This report collates insights from unstructured interviews with people in South Kashmir about their lives following the Constitutional amendments of August 2019 that revoked the special status of the erstwhile state of Jammu and Kashmir under Article 370, and repealed Article 35A. The conversations with the respondents covered issues such as their livelihoods and the economy, the bureaucracy, and militancy in the region. The report is an attempt to document some of the most crucial impacts of the Constitutional amendments which directly affect the everyday lives of the people in the Valley.


Ayjaz Wani, “Perspectives on the ‘New Normal’ in Kashmir,” ORF Special Report No. 130, March 2021, Observer Research Foundation.


On 5 August 2019, the government of India revoked the special constitutional status of the state of Jammu and Kashmir under article 370 of the Constitution, and abrogated article 35A which had allowed the state to define who the ‘permanent residents’ of the state are and what rights and privileges are attached to such residency. Since then, analysts have dissected the manifold ramifications of the government’s decision. New Delhi took the decision, according to some analysts, to alter the institutional framework in accordance with future aspirations of the stakeholders of Jammu and Kashmir.[1] Other analyses cautioned that the new structures will fuel the negative perceptions of the people of the region towards the Union government.[2]

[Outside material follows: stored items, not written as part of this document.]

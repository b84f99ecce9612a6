//! Users, application roles and role grants.

use super::{require_email, require_text, ModelValidationError, SiteId, UserId};
use serde::{Deserialize, Serialize};
use uuid::Uuid;

/// Application role. Stored as the schema's `app_role` strings.
#[derive(Debug, Clone, Copy, PartialEq, Eq, Hash, Serialize, Deserialize)]
pub enum AppRole {
    /// Organization-wide administrator.
    #[serde(rename = "admin_central")]
    CentralAdmin,
    /// Administrator of one site.
    #[serde(rename = "admin_sede")]
    SiteAdmin,
    /// Lawyer or staff member submitting checks.
    #[serde(rename = "usuario_normal")]
    StandardUser,
}

impl AppRole {
    pub const ALL: [Self; 3] = [Self::CentralAdmin, Self::SiteAdmin, Self::StandardUser];
    pub const ADMINS: [Self; 2] = [Self::SiteAdmin, Self::CentralAdmin];

    pub fn as_str(self) -> &'static str {
        match self {
            Self::CentralAdmin => "admin_central",
            Self::SiteAdmin => "admin_sede",
            Self::StandardUser => "usuario_normal",
        }
    }

    pub fn parse(value: &str) -> Option<Self> {
        Self::ALL
            .into_iter()
            .find(|role| role.as_str() == value.trim())
    }

    pub fn is_admin(self) -> bool {
        matches!(self, Self::CentralAdmin | Self::SiteAdmin)
    }

    /// Lower value wins when a user holds several grants.
    pub fn precedence(self) -> u8 {
        match self {
            Self::CentralAdmin => 0,
            Self::SiteAdmin => 1,
            Self::StandardUser => 2,
        }
    }
}

impl Default for AppRole {
    fn default() -> Self {
        Self::StandardUser
    }
}

impl std::fmt::Display for AppRole {
    fn fmt(&self, f: &mut std::fmt::Formatter<'_>) -> std::fmt::Result {
        f.write_str(self.as_str())
    }
}

/// Application user profile ("usuarios" row).
#[derive(Debug, Clone, PartialEq, Eq, Serialize, Deserialize)]
pub struct User {
    pub id: UserId,
    pub site_id: Option<SiteId>,
    pub name: String,
    pub email: String,
    pub role: AppRole,
}

impl User {
    pub fn new(
        name: impl Into<String>,
        email: impl Into<String>,
        role: AppRole,
        site_id: Option<SiteId>,
    ) -> Self {
        Self {
            id: Uuid::new_v4(),
            site_id,
            name: name.into().trim().to_string(),
            email: email.into().trim().to_lowercase(),
            role,
        }
    }

    pub fn validate(&self) -> Result<(), ModelValidationError> {
        require_text("user name", &self.name)?;
        require_email("user email", &self.email)
    }
}

/// One row of `user_roles`.
#[derive(Debug, Clone, PartialEq, Eq, Serialize, Deserialize)]
pub struct RoleGrant {
    pub id: Uuid,
    pub user_id: UserId,
    pub role: AppRole,
}

impl RoleGrant {
    pub fn new(user_id: UserId, role: AppRole) -> Self {
        Self {
            id: Uuid::new_v4(),
            user_id,
            role,
        }
    }
}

Indeed, statements from both “autonomists”—spoken for by regional parties, and “centralists”—represented by New Delhi—have not helped eliminate these negative perceptions. On 22 August 2020, the autonomists, consisting of six regional political parties of Jammu and Kashmir including the National Conference (NC) and the People’s Democratic Party (PDP), issued the ‘Gupkar Declaration’ to demand for the restoration of Article 370 and Article 35A in the form that they took before the August 2019 amendments.[3] The Declaration argued that the constitutional changes were "spitefully short sighted" and "grossly unconstitutional", and they have changed the relationship between New Delhi and J&K.[4] The Union government, for its part, defended the amendments and said they were made to ensure better administration, good governance and faster economic development in the region.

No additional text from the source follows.